Chicken Ovalbumin Upstream Promoter Transcription Factor II (COUP-TFII) is an orphan member of the nuclear receptor family of transcriptional regulators. Although hormonal activation of COUP-TFII has not yet been identified, rodent genetic models have uncovered vital and diverse roles for COUP-TFII in biological processes. These include control of cardiac function and angiogenesis, reproduction, neuronal development, cell fate and organogenesis. Recently, an emerging body of evidence has demonstrated COUP-TFII involvement in various metabolic systems such as adipogenesis, lipid metabolism, hepatic gluconeogenesis, insulin secretion, and regulation of blood pressure. The potential relevance of these observations to human pathology has been corroborated by the identification of single nucleotide polymorphism in the human COUP-TFII promoter controlling insulin sensitivity. Of particular interest to metabolism is the ability of COUP-TFII to interact with the Glucocorticoid Receptor (GR). This interaction is known to control gluconeogenesis, principally through direct binding of COUP-TFII/GR complexes to the promoters of gluconeogenic enzyme genes. However, it is likely that this interaction is critical to other metabolic processes, since GR, like COUP-TFII, is an essential regulator of adipogenesis, insulin sensitivity, and blood pressure. This review will highlight these unique roles of COUP-TFII in metabolic gene regulation.
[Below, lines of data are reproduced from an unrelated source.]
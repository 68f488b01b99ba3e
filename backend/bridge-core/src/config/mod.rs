//! Bridge configuration.
//!
//! Stored as JSON at `{config_dir}/config.json`. Environment variables are
//! applied on top after loading, and a `.env` file is honoured for both.

pub mod env;

pub use env::{apply_env_overrides, try_load_dotenv};

use crate::error::config::ConfigError;

use common::ErrorLocation;

use std::fmt::{Display, Formatter, Result as FormatResult};
use std::panic::Location;
use std::path::{Path, PathBuf};
use std::str::FromStr;
use std::time::Duration;

use log::{info, warn};
use serde::{Deserialize, Serialize};

const CONFIG_FILE_NAME: &str = "config.json";
const CONFIG_VERSION: u32 = 1;
const APP_DIR_NAME: &str = "cadbridge";
const IPC_DIR_NAME: &str = "cadbridge-ipc";

pub const MIN_TIMEOUT: Duration = Duration::from_secs(1);
pub const MAX_TIMEOUT: Duration = Duration::from_secs(300);

// ============================================
// ENUMS WITH DEFAULTS
// ============================================

#[derive(Debug, Clone, Copy, Default, Serialize, Deserialize, PartialEq, Eq)]
#[serde(rename_all = "lowercase")]
pub enum BackendMode {
    /// Live host if one answers a probe, headless otherwise.
    #[default]
    Auto,
    Live,
    Headless,
}

impl BackendMode {
    pub fn as_str(&self) -> &'static str {
        match self {
            BackendMode::Auto => "auto",
            BackendMode::Live => "live",
            BackendMode::Headless => "headless",
        }
    }
}

impl Display for BackendMode {
    fn fmt(&self, formatter: &mut Formatter<'_>) -> FormatResult {
        formatter.write_str(self.as_str())
    }
}

impl FromStr for BackendMode {
    type Err = String;

    fn from_str(value: &str) -> Result<Self, Self::Err> {
        match value.trim().to_ascii_lowercase().as_str() {
            "auto" => Ok(BackendMode::Auto),
            "live" | "file_ipc" => Ok(BackendMode::Live),
            "headless" | "ezdxf" => Ok(BackendMode::Headless),
            other => Err(format!(
                "unknown backend mode '{other}' (expected auto, live or headless)"
            )),
        }
    }
}

// ============================================
// CONFIG STRUCTS
// ============================================

#[derive(Debug, Clone, Serialize, Deserialize, PartialEq)]
pub struct IpcConfig {
    /// Shared directory; the system temp directory when unset.
    pub dir: Option<PathBuf>,
    #[serde(default = "default_timeout_ms")]
    pub timeout_ms: u64,
    #[serde(default = "default_poll_interval_ms")]
    pub poll_interval_ms: u64,
    #[serde(default = "default_probe_timeout_ms")]
    pub probe_timeout_ms: u64,
    #[serde(default = "default_stale_threshold_secs")]
    pub stale_threshold_secs: u64,
}

impl Default for IpcConfig {
    fn default() -> Self {
        Self {
            dir: None,
            timeout_ms: default_timeout_ms(),
            poll_interval_ms: default_poll_interval_ms(),
            probe_timeout_ms: default_probe_timeout_ms(),
            stale_threshold_secs: default_stale_threshold_secs(),
        }
    }
}

#[derive(Debug, Clone, Default, Serialize, Deserialize, PartialEq)]
pub struct HostConfig {
    /// Process name scanned for before probing a live host.
    pub process_name: Option<String>,
    /// File the host console reads keystrokes from; no keystrokes are sent when unset.
    pub console_path: Option<PathBuf>,
    /// Registers the privileged `execute-script` command.
    #[serde(default)]
    pub allow_scripts: bool,
}

#[derive(Debug, Clone, Default, Serialize, Deserialize, PartialEq)]
pub struct FeedbackConfig {
    /// Disables optional side-effect capture after commands.
    #[serde(default)]
    pub only_text: bool,
}

#[derive(Debug, Clone, Serialize, Deserialize, PartialEq)]
pub struct BridgeConfig {
    #[serde(default = "default_version")]
    pub version: u32,

    #[serde(default)]
    pub backend: BackendMode,

    #[serde(default)]
    pub ipc: IpcConfig,

    #[serde(default)]
    pub host: HostConfig,

    #[serde(default)]
    pub feedback: FeedbackConfig,
}

impl Default for BridgeConfig {
    fn default() -> Self {
        Self {
            version: CONFIG_VERSION,
            backend: BackendMode::default(),
            ipc: IpcConfig::default(),
            host: HostConfig::default(),
            feedback: FeedbackConfig::default(),
        }
    }
}

// ============================================
// DEFAULT FUNCTIONS
// ============================================

fn default_version() -> u32 {
    CONFIG_VERSION
}
fn default_timeout_ms() -> u64 {
    30_000
}
fn default_poll_interval_ms() -> u64 {
    100
}
fn default_probe_timeout_ms() -> u64 {
    3_000
}
fn default_stale_threshold_secs() -> u64 {
    60
}

/// Platform config directory for cadbridge, falling back to the working directory.
pub fn default_config_dir() -> PathBuf {
    dirs::config_dir()
        .map(|dir| dir.join(APP_DIR_NAME))
        .unwrap_or_else(|| PathBuf::from(".").join(APP_DIR_NAME))
}

// ============================================
// IMPLEMENTATION
// ============================================

impl BridgeConfig {
    /// Load config from {config_dir}/config.json.
    ///
    /// # Returns
    ///
    /// Returns defaults if the file is missing.
    /// Returns `Err(ConfigError)` if the file exists but is corrupted/invalid.
    pub fn load(config_dir: &Path) -> Result<Self, ConfigError> {
        let config_path = config_dir.join(CONFIG_FILE_NAME);

        if !config_path.exists() {
            info!(
                "Config file not found at {}, using defaults",
                config_path.display()
            );
            return Ok(Self::default());
        }

        let contents = std::fs::read_to_string(&config_path).map_err(|e| {
            warn!("Failed to read config file: {e}");
            ConfigError::ReadError {
                location: ErrorLocation::from(Location::caller()),
                path: config_path.clone(),
                source: e,
            }
        })?;

        let config: BridgeConfig = serde_json::from_str(&contents).map_err(|e| {
            warn!("Failed to parse config JSON: {e}");
            ConfigError::ParseError {
                location: ErrorLocation::from(Location::caller()),
                path: config_path.clone(),
                reason: e.to_string(),
            }
        })?;

        config.validate()?;

        info!("Config loaded from {}", config_path.display());
        Ok(config)
    }

    /// Save config to {config_dir}/config.json using temp file + rename.
    pub fn save(&self, config_dir: &Path) -> Result<(), ConfigError> {
        self.validate()?;

        std::fs::create_dir_all(config_dir).map_err(|e| ConfigError::WriteError {
            location: ErrorLocation::from(Location::caller()),
            path: config_dir.to_path_buf(),
            source: e,
        })?;

        let config_path = config_dir.join(CONFIG_FILE_NAME);
        let temp_path = config_dir.join(format!("{CONFIG_FILE_NAME}.tmp"));

        let json = serde_json::to_string_pretty(self).map_err(|e| ConfigError::SerializeError {
            location: ErrorLocation::from(Location::caller()),
            reason: e.to_string(),
        })?;

        std::fs::write(&temp_path, json).map_err(|e| ConfigError::WriteError {
            location: ErrorLocation::from(Location::caller()),
            path: temp_path.clone(),
            source: e,
        })?;

        std::fs::rename(&temp_path, &config_path).map_err(|e| ConfigError::WriteError {
            location: ErrorLocation::from(Location::caller()),
            path: config_path.clone(),
            source: e,
        })?;

        info!("Config saved to {}", config_path.display());
        Ok(())
    }

    /// Validate config values.
    pub fn validate(&self) -> Result<(), ConfigError> {
        if self.version == 0 || self.version > CONFIG_VERSION {
            return Err(ConfigError::ValidationError {
                location: ErrorLocation::from(Location::caller()),
                reason: format!(
                    "Invalid version: {} (expected 1-{CONFIG_VERSION})",
                    self.version
                ),
            });
        }

        if self.ipc.poll_interval_ms == 0 {
            return Err(ConfigError::ValidationError {
                location: ErrorLocation::from(Location::caller()),
                reason: "poll_interval_ms must be greater than zero".to_string(),
            });
        }

        if self.ipc.poll_interval_ms > self.ipc.timeout_ms {
            return Err(ConfigError::ValidationError {
                location: ErrorLocation::from(Location::caller()),
                reason: format!(
                    "poll_interval_ms ({}) exceeds timeout_ms ({})",
                    self.ipc.poll_interval_ms, self.ipc.timeout_ms
                ),
            });
        }

        if self.ipc.probe_timeout_ms == 0 {
            return Err(ConfigError::ValidationError {
                location: ErrorLocation::from(Location::caller()),
                reason: "probe_timeout_ms must be greater than zero".to_string(),
            });
        }

        if let Some(name) = &self.host.process_name
            && name.trim().is_empty()
        {
            return Err(ConfigError::ValidationError {
                location: ErrorLocation::from(Location::caller()),
                reason: "host.process_name cannot be an empty string".to_string(),
            });
        }

        Ok(())
    }

    pub fn ipc_dir(&self) -> PathBuf {
        self.ipc
            .dir
            .clone()
            .unwrap_or_else(|| std::env::temp_dir().join(IPC_DIR_NAME))
    }

    /// Per-call timeout, clamped to [`MIN_TIMEOUT`]..=[`MAX_TIMEOUT`].
    pub fn call_timeout(&self) -> Duration {
        clamp_timeout(Duration::from_millis(self.ipc.timeout_ms))
    }

    pub fn poll_interval(&self) -> Duration {
        Duration::from_millis(self.ipc.poll_interval_ms)
    }

    pub fn probe_timeout(&self) -> Duration {
        Duration::from_millis(self.ipc.probe_timeout_ms)
    }

    pub fn stale_threshold(&self) -> Duration {
        Duration::from_secs(self.ipc.stale_threshold_secs)
    }
}

pub fn clamp_timeout(requested: Duration) -> Duration {
    requested.clamp(MIN_TIMEOUT, MAX_TIMEOUT)
}
use common::ErrorLocation;

use thiserror::Error as ThisError;

#[derive(Debug, ThisError)]
pub enum ModelError {
    #[error("Validation Error: {message} {location}")]
    Validation {
        message: String,
        location: ErrorLocation,
    },

    #[error("Missing Parameter Error: '{key}' is required {location}")]
    MissingParam {
        key: String,
        location: ErrorLocation,
    },

    #[error("Invalid Parameter Error: '{key}' must be {expected}, got {found} {location}")]
    InvalidParam {
        key: String,
        expected: &'static str,
        found: &'static str,
        location: ErrorLocation,
    },
}

impl ModelError {
    /// Message without the source location, suitable for a remote caller.
    pub fn reason(&self) -> String {
        match self {
            ModelError::Validation { message, .. } => message.clone(),
            ModelError::MissingParam { key, .. } => format!("parameter '{key}' is required"),
            ModelError::InvalidParam {
                key,
                expected,
                found,
                ..
            } => format!("parameter '{key}' must be {expected}, got {found}"),
        }
    }
}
Keywords: COUP-TFII; GR; Glucose homeostasis; PEPCK; PPARα.

Figure 1:. The COUP-TFII roles in metabolism.

The COUP-TFII transcription factor controls metabolism at several organs. In the liver, it regulates glucose, lipid and cholesterol metabolism, in part, by upregulating the expression of gluconeogenic enzymes (e.g., Pepck), fatty acid oxidation genes (e.g., Hmg-CoA), and the rate-limiting enzyme in conversion of cholesterol to bile acids (Cyp7a1). In the pancreas, COUP-TFII modulates insulin secretion in response to glucose, although the genes involved are currently unknown. In heart muscle, COUP-TFII is involved in cardiac remodeling, possibly by upregulating the expression of Pgc-1α and Ucp1. Interestingly, in adipose tissue COUP-TFII suppresses Pgc-1α and Ucp1 expression to blunt energy expenditure. In the brain, COUP-TFII expression in the ventromedial nucleus (VMN) of the hypothalamus (not shown) has been shown to regulate systemic glucose homeostasis.

Figure 2:. The glucose/insulin pathway regulates COUP-TFII expression in pancreatic β-cells.

Under low glucose conditions, COUP-TFII expression is promoted by the FOXO1 transcription factor. Elevated COUP-TFII levels will then modulate insulin secretion by a still undefined mechanism (not shown). In response to high glucose, insulin is secreted from β-cells. By autocrine signaling, insulin targets its own receptor on β-cells to activate the phosphoinositide 3-kinase (PI3K) pathway, leading to activation of AKT and phosphorylation of FOXO1, driving down COUP-TFII expression.

Figure 3:. The GR/COUP-TFII interaction drives expression of phosphoenolpyruvate carboxykinase (PEPCK).

Hepatic PEPCK expression is controlled by a set of promoter elements collectively known as the Glucocorticoid Response Unit (GRU) at which a variety of transcription factors can bind, including GR and COUP-TFII. Within the GRU, GR binds at two glucocorticoid response elements (GRE1 and GRE2), while COUP-TFII binds at accessory factor-binding elements (AF sites). Although each receptor can independently bind the GRU, a full response to glucocorticoid hormones (GCs) requires expression of COUP-TFII and GR capable of directly binding COUP-TFII. Thus, GR/ COUP-TFII interaction at the GRU is required for robust induction of hepatic gluconeogenesis in response to glucocorticoid hormones.